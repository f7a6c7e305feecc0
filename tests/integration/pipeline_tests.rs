//! Integration tests for the relay pipeline
//!
//! These tests use wiremock to stand in for the trending page, the chat
//! webhook and the Bitable API, and run the whole pipeline end-to-end.

use chrono::NaiveDate;
use serde_json::{json, Value};
use trending_relay::config::{BitableConfig, Config, FeishuConfig, Settings};
use trending_relay::pipeline::{preview, run_pipeline, RunStatus, SinkOutcome, SyncOutcome};
use trending_relay::trending::{FetchRequest, Period};
use trending_relay::TrendingError;
use wiremock::matchers::{header, method, path, query_param};
use wiremock::{Mock, MockServer, ResponseTemplate};

const FIXTURE: &str = include_str!("../fixtures/trending_daily.html");
const RECORDS: &str = "/open-apis/bitable/v1/apps/bascn1/tables/tbl1/records";

fn snapshot_date() -> NaiveDate {
    NaiveDate::from_ymd_opt(2025, 10, 18).expect("valid date")
}

fn test_settings(base_url: &str) -> Settings {
    let mut settings = Settings::default();
    settings.endpoints.trending_base_url = format!("{}/trending", base_url);
    settings.endpoints.feishu_base_url = base_url.to_string();
    settings.http.timeout_secs = 5;
    settings
}

/// Creates a config whose every endpoint points at the mock server
fn create_test_config(base_url: &str, limit: usize, with_bitable: bool) -> Config {
    let bitable = with_bitable.then(|| BitableConfig {
        app_id: "cli_test".to_string(),
        app_secret: "secret".to_string(),
        app_token: "bascn1".to_string(),
        table_id: "tbl1".to_string(),
    });

    Config {
        request: FetchRequest::new(None, Period::Daily, limit),
        settings: test_settings(base_url),
        feishu: FeishuConfig {
            webhook_url: format!("{}/hook", base_url),
            bitable,
        },
    }
}

async fn mount_trending(server: &MockServer, response: ResponseTemplate) {
    Mock::given(method("GET"))
        .and(path("/trending"))
        .and(query_param("since", "daily"))
        .respond_with(response)
        .mount(server)
        .await;
}

async fn mount_webhook(server: &MockServer, status: u16, expected_calls: u64) {
    Mock::given(method("POST"))
        .and(path("/hook"))
        .respond_with(
            ResponseTemplate::new(status).set_body_json(json!({ "code": 0, "msg": "success" })),
        )
        .expect(expected_calls)
        .mount(server)
        .await;
}

async fn mount_token(server: &MockServer) {
    Mock::given(method("POST"))
        .and(path("/open-apis/auth/v3/tenant_access_token/internal"))
        .respond_with(ResponseTemplate::new(200).set_body_json(json!({
            "code": 0,
            "msg": "ok",
            "tenant_access_token": "t-test",
            "expire": 7200
        })))
        .mount(server)
        .await;
}

async fn mount_search(server: &MockServer, existing_record: Option<&str>) {
    let items: Vec<Value> = existing_record
        .map(|id| vec![json!({ "record_id": id, "fields": {} })])
        .unwrap_or_default();

    Mock::given(method("POST"))
        .and(path(format!("{}/search", RECORDS)))
        .and(header("authorization", "Bearer t-test"))
        .respond_with(ResponseTemplate::new(200).set_body_json(json!({
            "code": 0,
            "msg": "success",
            "data": { "items": items, "has_more": false, "total": items.len() }
        })))
        .mount(server)
        .await;
}

fn record_reply(id: &str) -> ResponseTemplate {
    ResponseTemplate::new(200).set_body_json(json!({
        "code": 0,
        "msg": "success",
        "data": { "record": { "record_id": id, "fields": {} } }
    }))
}

async fn mount_create(server: &MockServer, expected_calls: u64) {
    Mock::given(method("POST"))
        .and(path(RECORDS))
        .respond_with(record_reply("recNew"))
        .expect(expected_calls)
        .mount(server)
        .await;
}

/// Bodies of all requests received on a path, decoded as JSON
async fn bodies_for(server: &MockServer, wanted: &str) -> Vec<Value> {
    server
        .received_requests()
        .await
        .expect("request recording enabled")
        .iter()
        .filter(|r| r.url.path() == wanted)
        .map(|r| serde_json::from_slice(&r.body).expect("JSON body"))
        .collect()
}

#[tokio::test]
async fn test_full_run_delivers_card_and_rows() {
    let server = MockServer::start().await;
    mount_trending(&server, ResponseTemplate::new(200).set_body_string(FIXTURE)).await;
    mount_webhook(&server, 200, 1).await;
    mount_token(&server).await;
    mount_search(&server, None).await;
    mount_create(&server, 3).await;

    let config = create_test_config(&server.uri(), 2, true);
    let report = run_pipeline(&config, snapshot_date())
        .await
        .expect("pipeline should succeed");

    assert_eq!(report.status(), RunStatus::Success);
    assert_eq!(report.extracted, 3);
    assert_eq!(report.delivered, 2);
    assert_eq!(report.notify, SinkOutcome::Delivered);
    match &report.sync {
        SyncOutcome::Synced(sync) => {
            assert_eq!(sync.created, 3);
            assert_eq!(sync.updated, 0);
        }
        other => panic!("expected a sync report, got {:?}", other),
    }

    // Card holds exactly ranks 1 and 2
    let cards = bodies_for(&server, "/hook").await;
    assert_eq!(cards.len(), 1);
    let card_text = cards[0].to_string();
    assert!(card_text.contains("octo/alpha"));
    assert!(card_text.contains("beta-labs/beta"));
    assert!(!card_text.contains("gamma-org/gamma"));

    // Table receives all three rows
    let rows = bodies_for(&server, RECORDS).await;
    let repos: Vec<&str> = rows
        .iter()
        .filter_map(|r| r["fields"]["Repo"].as_str())
        .collect();
    assert_eq!(repos, vec!["octo/alpha", "beta-labs/beta", "gamma-org/gamma"]);
    assert_eq!(rows[0]["fields"]["Stars"], 1200);
    assert_eq!(rows[0]["fields"]["TodayStars"], 120);
    assert_eq!(rows[0]["fields"]["Source"], "github-trending:daily:2025-10-18:all");
}

#[tokio::test]
async fn test_webhook_failure_still_syncs_full_set() {
    let server = MockServer::start().await;
    mount_trending(&server, ResponseTemplate::new(200).set_body_string(FIXTURE)).await;
    mount_webhook(&server, 500, 1).await;
    mount_token(&server).await;
    mount_search(&server, None).await;
    mount_create(&server, 3).await;

    let config = create_test_config(&server.uri(), 2, true);
    let report = run_pipeline(&config, snapshot_date())
        .await
        .expect("webhook failure is not fatal");

    assert_eq!(report.status(), RunStatus::Partial);
    assert!(matches!(report.notify, SinkOutcome::Failed(_)));
    assert!(matches!(&report.sync, SyncOutcome::Synced(sync) if sync.created == 3));
}

#[tokio::test]
async fn test_rerun_same_day_updates_instead_of_creating() {
    let server = MockServer::start().await;
    mount_trending(&server, ResponseTemplate::new(200).set_body_string(FIXTURE)).await;
    mount_webhook(&server, 200, 1).await;
    mount_token(&server).await;
    mount_search(&server, Some("recExisting")).await;
    mount_create(&server, 0).await;

    Mock::given(method("PUT"))
        .and(path(format!("{}/recExisting", RECORDS)))
        .respond_with(record_reply("recExisting"))
        .expect(3)
        .mount(&server)
        .await;

    let config = create_test_config(&server.uri(), 10, true);
    let report = run_pipeline(&config, snapshot_date()).await.expect("run");

    assert_eq!(report.status(), RunStatus::Success);
    assert!(matches!(
        &report.sync,
        SyncOutcome::Synced(sync) if sync.updated == 3 && sync.created == 0
    ));
}

#[tokio::test]
async fn test_row_rejection_is_partial() {
    let server = MockServer::start().await;
    mount_trending(&server, ResponseTemplate::new(200).set_body_string(FIXTURE)).await;
    mount_webhook(&server, 200, 1).await;
    mount_token(&server).await;
    mount_search(&server, None).await;

    Mock::given(method("POST"))
        .and(path(RECORDS))
        .respond_with(ResponseTemplate::new(400).set_body_json(json!({
            "code": 1254045,
            "msg": "FieldNameNotFound"
        })))
        .expect(3)
        .mount(&server)
        .await;

    let config = create_test_config(&server.uri(), 10, true);
    let report = run_pipeline(&config, snapshot_date()).await.expect("run");

    assert_eq!(report.status(), RunStatus::Partial);
    assert_eq!(report.notify, SinkOutcome::Delivered);
    assert!(matches!(&report.sync, SyncOutcome::Synced(sync) if sync.failures.len() == 3));
}

#[tokio::test]
async fn test_token_failure_degrades_to_partial() {
    let server = MockServer::start().await;
    mount_trending(&server, ResponseTemplate::new(200).set_body_string(FIXTURE)).await;
    mount_webhook(&server, 200, 1).await;

    Mock::given(method("POST"))
        .and(path("/open-apis/auth/v3/tenant_access_token/internal"))
        .respond_with(
            ResponseTemplate::new(200)
                .set_body_json(json!({ "code": 10014, "msg": "app secret invalid" })),
        )
        .mount(&server)
        .await;

    let config = create_test_config(&server.uri(), 10, true);
    let report = run_pipeline(&config, snapshot_date()).await.expect("run");

    assert_eq!(report.status(), RunStatus::Partial);
    assert_eq!(report.notify, SinkOutcome::Delivered);
    assert!(matches!(report.sync, SyncOutcome::Failed(_)));
}

#[tokio::test]
async fn test_unconfigured_table_is_skipped() {
    let server = MockServer::start().await;
    mount_trending(&server, ResponseTemplate::new(200).set_body_string(FIXTURE)).await;
    mount_webhook(&server, 200, 1).await;

    let config = create_test_config(&server.uri(), 10, false);
    let report = run_pipeline(&config, snapshot_date()).await.expect("run");

    assert_eq!(report.status(), RunStatus::Success);
    assert_eq!(report.delivered, 3);
    assert!(matches!(report.sync, SyncOutcome::Skipped(_)));
}

#[tokio::test]
async fn test_fetch_failure_is_fatal() {
    let server = MockServer::start().await;
    mount_trending(&server, ResponseTemplate::new(502)).await;
    mount_webhook(&server, 200, 0).await;

    let config = create_test_config(&server.uri(), 10, true);
    let result = run_pipeline(&config, snapshot_date()).await;

    assert!(matches!(result, Err(TrendingError::Fetch(_))));
}

#[tokio::test]
async fn test_markup_change_is_fatal_and_distinct() {
    let server = MockServer::start().await;
    mount_trending(
        &server,
        ResponseTemplate::new(200)
            .set_body_string("<html><body><main>new layout</main></body></html>"),
    )
    .await;
    mount_webhook(&server, 200, 0).await;

    let config = create_test_config(&server.uri(), 10, true);
    let result = run_pipeline(&config, snapshot_date()).await;

    assert!(matches!(result, Err(TrendingError::Extract(_))));
}

#[tokio::test]
async fn test_empty_leaderboard_delivers_nothing() {
    let server = MockServer::start().await;
    mount_trending(
        &server,
        ResponseTemplate::new(200).set_body_string(
            r#"<html><body>
                <div class="blankslate"><h3>No trending repositories.</h3></div>
            </body></html>"#,
        ),
    )
    .await;
    mount_webhook(&server, 200, 0).await;

    let config = create_test_config(&server.uri(), 10, true);
    let report = run_pipeline(&config, snapshot_date()).await.expect("run");

    assert_eq!(report.extracted, 0);
    assert_eq!(report.status(), RunStatus::Success);
}

#[tokio::test]
async fn test_preview_renders_without_delivering() {
    let server = MockServer::start().await;
    mount_trending(&server, ResponseTemplate::new(200).set_body_string(FIXTURE)).await;
    mount_webhook(&server, 200, 0).await;

    let request = FetchRequest::new(None, Period::Daily, 2);
    let preview = preview(&request, &test_settings(&server.uri()), snapshot_date())
        .await
        .expect("preview");

    assert_eq!(preview.leaderboard.len(), 3);
    assert_eq!(preview.card.lines.len(), 2);
    assert_eq!(preview.rows.len(), 3);
    assert_eq!(preview.rows[2].key.repo, "gamma-org/gamma");
}
//! Configuration module for Trending-Relay
//!
//! Configuration comes from three places and is assembled once at start-up:
//! - CLI flags, which become the [`FetchRequest`](crate::trending::FetchRequest)
//! - An optional TOML settings file for endpoints, HTTP and card options
//! - Environment variables (and `.env`) for Feishu credentials
//!
//! # Example
//!
//! ```no_run
//! use trending_relay::config::{load_feishu_config, load_settings_or_default};
//!
//! let settings = load_settings_or_default(None).unwrap();
//! let feishu = load_feishu_config(None).unwrap();
//! println!("Table sync enabled: {}", feishu.bitable.is_some());
//! ```

mod env;
mod parser;
mod types;
mod validation;

// Re-export types
pub use types::{
    BitableConfig, CardSettings, Config, EndpointSettings, FeishuConfig, HttpSettings, Settings,
};

// Re-export loaders
pub use env::{
    load_feishu_config, load_feishu_config_with, APP_ID_VAR, APP_SECRET_VAR,
    BITABLE_APP_TOKEN_VAR, BITABLE_TABLE_ID_VAR, WEBHOOK_URL_VAR,
};
pub use parser::{load_settings, load_settings_or_default};
pub use validation::{parse_http_url, validate_settings};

_What you need to do_:
Which lines of the data include the string "updated"? Copy each of them.

_Solution to the problem_:
            assert_eq!(sync.updated, 0);
        SyncOutcome::Synced(sync) if sync.updated == 3 && sync.created == 0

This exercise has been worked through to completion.